- **TASK ITEM**: What is needed is an exact transcription of every entry below.

- **INPUT FOR THIS TASK**:
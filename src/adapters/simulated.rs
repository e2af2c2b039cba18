//! Simulated audio output
//!
//! Keeps a wall-clock position for the loaded track and reports natural end
//! of track on a bounded channel. Used when no real audio engine is attached.

use std::sync::{Mutex, MutexGuard, PoisonError};
use std::time::{Duration, Instant};
use tokio::sync::mpsc;
use tokio::task::JoinHandle;
use tokio_util::sync::CancellationToken;

use super::traits::{AudioError, AudioPlayer, TrackFinished};
use crate::models::{Tlid, Track};

const EVENT_CAPACITY: usize = 16;

#[derive(Default)]
struct PlayerState {
    loaded: Option<Loaded>,
    /// Set while the clock is running
    started_at: Option<Instant>,
    offset_ms: u64,
    timer: Option<JoinHandle<()>>,
}

#[derive(Clone, Copy)]
struct Loaded {
    tlid: Tlid,
    length_ms: Option<u64>,
}

impl PlayerState {
    fn elapsed_ms(&self) -> u64 {
        let running = self
            .started_at
            .map(|started| started.elapsed().as_millis() as u64)
            .unwrap_or(0);
        self.offset_ms + running
    }

    fn cancel_timer(&mut self) {
        if let Some(timer) = self.timer.take() {
            timer.abort();
        }
    }
}

pub struct SimulatedPlayer {
    state: Mutex<PlayerState>,
    events: mpsc::Sender<TrackFinished>,
    shutdown: CancellationToken,
}

impl SimulatedPlayer {
    /// Create a player and the receiver for its end-of-track notifications
    pub fn new(shutdown: CancellationToken) -> (Self, mpsc::Receiver<TrackFinished>) {
        let (events, rx) = mpsc::channel(EVENT_CAPACITY);
        let player = Self {
            state: Mutex::new(PlayerState::default()),
            events,
            shutdown,
        };
        (player, rx)
    }

    fn state(&self) -> MutexGuard<'_, PlayerState> {
        self.state.lock().unwrap_or_else(PoisonError::into_inner)
    }

    /// Arm the end-of-track timer for the remaining part of the loaded track
    fn schedule(&self, state: &mut PlayerState) {
        state.cancel_timer();
        let Some(Loaded {
            tlid,
            length_ms: Some(length_ms),
        }) = state.loaded
        else {
            return;
        };
        // Outside a runtime (plain unit tests) there is nothing to drive the timer.
        let Ok(runtime) = tokio::runtime::Handle::try_current() else {
            return;
        };
        let remaining = Duration::from_millis(length_ms.saturating_sub(state.elapsed_ms()));
        let events = self.events.clone();
        let shutdown = self.shutdown.clone();
        state.timer = Some(runtime.spawn(async move {
            tokio::select! {
                _ = shutdown.cancelled() => {}
                _ = tokio::time::sleep(remaining) => {
                    if events.send(TrackFinished { tlid }).await.is_err() {
                        tracing::debug!("End of track {} dropped, no listener", tlid);
                    }
                }
            }
        }));
    }
}

impl AudioPlayer for SimulatedPlayer {
    fn load_and_play(&self, tlid: Tlid, track: &Track) -> Result<(), AudioError> {
        let mut state = self.state();
        state.loaded = Some(Loaded {
            tlid,
            length_ms: track.length,
        });
        state.offset_ms = 0;
        state.started_at = Some(Instant::now());
        self.schedule(&mut state);
        tracing::debug!("Simulated playback of {} ({})", track.uri, tlid);
        Ok(())
    }

    fn pause(&self) -> Result<(), AudioError> {
        let mut state = self.state();
        state.offset_ms = state.elapsed_ms();
        state.started_at = None;
        state.cancel_timer();
        Ok(())
    }

    fn resume(&self) -> Result<(), AudioError> {
        let mut state = self.state();
        if state.loaded.is_none() {
            return Err(AudioError::Unavailable("nothing loaded".into()));
        }
        if state.started_at.is_none() {
            state.started_at = Some(Instant::now());
            self.schedule(&mut state);
        }
        Ok(())
    }

    fn stop(&self) -> Result<(), AudioError> {
        let mut state = self.state();
        state.cancel_timer();
        *state = PlayerState::default();
        Ok(())
    }

    fn seek(&self, position_ms: u64) -> Result<(), AudioError> {
        let mut state = self.state();
        if state.loaded.is_none() {
            return Err(AudioError::Unavailable("nothing loaded".into()));
        }
        state.offset_ms = position_ms;
        if state.started_at.is_some() {
            state.started_at = Some(Instant::now());
            self.schedule(&mut state);
        }
        Ok(())
    }

    fn elapsed(&self) -> u64 {
        self.state().elapsed_ms()
    }
}

impl Drop for SimulatedPlayer {
    fn drop(&mut self) {
        self.state().cancel_timer();
    }
}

- **EXPECTED ANSWER**:
filename src/adapters/simulated.rs
repository e2af2c2b039cba18
//! Simulated audio output
//!
//! Keeps a wall-clock position for the loaded track and reports natural end
//! of track on a bounded channel. Used when no real audio engine is attached.

use std::sync::{Mutex, MutexGuard, PoisonError};
use std::time::{Duration, Instant};
use tokio::sync::mpsc;
use tokio::task::JoinHandle;
use tokio_util::sync::CancellationToken;

use super::traits::{AudioError, AudioPlayer, TrackFinished};
use crate::models::{Tlid, Track};

const EVENT_CAPACITY: usize = 16;

#[derive(Default)]
struct PlayerState {
    loaded: Option<Loaded>,
    /// Set while the clock is running
    started_at: Option<Instant>,
    offset_ms: u64,
    timer: Option<JoinHandle<()>>,
}

#[derive(Clone, Copy)]
struct Loaded {
    tlid: Tlid,
    length_ms: Option<u64>,
}

impl PlayerState {
    fn elapsed_ms(&self) -> u64 {
        let running = self
            .started_at
            .map(|started| started.elapsed().as_millis() as u64)
            .unwrap_or(0);
        self.offset_ms + running
    }

    fn cancel_timer(&mut self) {
        if let Some(timer) = self.timer.take() {
            timer.abort();
        }
    }
}

pub struct SimulatedPlayer {
    state: Mutex<PlayerState>,
    events: mpsc::Sender<TrackFinished>,
    shutdown: CancellationToken,
}

impl SimulatedPlayer {
    /// Create a player and the receiver for its end-of-track notifications
    pub fn new(shutdown: CancellationToken) -> (Self, mpsc::Receiver<TrackFinished>) {
        let (events, rx) = mpsc::channel(EVENT_CAPACITY);
        let player = Self {
            state: Mutex::new(PlayerState::default()),
            events,
            shutdown,
        };
        (player, rx)
    }

    fn state(&self) -> MutexGuard<'_, PlayerState> {
        self.state.lock().unwrap_or_else(PoisonError::into_inner)
    }

    /// Arm the end-of-track timer for the remaining part of the loaded track
    fn schedule(&self, state: &mut PlayerState) {
        state.cancel_timer();
        let Some(Loaded {
            tlid,
            length_ms: Some(length_ms),
        }) = state.loaded
        else {
            return;
        };
        // Outside a runtime (plain unit tests) there is nothing to drive the timer.
        let Ok(runtime) = tokio::runtime::Handle::try_current() else {
            return;
        };
        let remaining = Duration::from_millis(length_ms.saturating_sub(state.elapsed_ms()));
        let events = self.events.clone();
        let shutdown = self.shutdown.clone();
        state.timer = Some(runtime.spawn(async move {
            tokio::select! {
                _ = shutdown.cancelled() => {}
                _ = tokio::time::sleep(remaining) => {
                    if events.send(TrackFinished { tlid }).await.is_err() {
                        tracing::debug!("End of track {} dropped, no listener", tlid);
                    }
                }
            }
        }));
    }
}

impl AudioPlayer for SimulatedPlayer {
    fn load_and_play(&self, tlid: Tlid, track: &Track) -> Result<(), AudioError> {
        let mut state = self.state();
        state.loaded = Some(Loaded {
            tlid,
            length_ms: track.length,
        });
        state.offset_ms = 0;
        state.started_at = Some(Instant::now());
        self.schedule(&mut state);
        tracing::debug!("Simulated playback of {} ({})", track.uri, tlid);
        Ok(())
    }

    fn pause(&self) -> Result<(), AudioError> {
        let mut state = self.state();
        state.offset_ms = state.elapsed_ms();
        state.started_at = None;
        state.cancel_timer();
        Ok(())
    }

    fn resume(&self) -> Result<(), AudioError> {
        let mut state = self.state();
        if state.loaded.is_none() {
            return Err(AudioError::Unavailable("nothing loaded".into()));
        }
        if state.started_at.is_none() {
            state.started_at = Some(Instant::now());
            self.schedule(&mut state);
        }
        Ok(())
    }

    fn stop(&self) -> Result<(), AudioError> {
        let mut state = self.state();
        state.cancel_timer();
        *state = PlayerState::default();
        Ok(())
    }

    fn seek(&self, position_ms: u64) -> Result<(), AudioError> {
        let mut state = self.state();
        if state.loaded.is_none() {
            return Err(AudioError::Unavailable("nothing loaded".into()));
        }
        state.offset_ms = position_ms;
        if state.started_at.is_some() {
            state.started_at = Some(Instant::now());
            self.schedule(&mut state);
        }
        Ok(())
    }

    fn elapsed(&self) -> u64 {
        self.state().elapsed_ms()
    }
}

impl Drop for SimulatedPlayer {
    fn drop(&mut self) {
        self.state().cancel_timer();
    }
}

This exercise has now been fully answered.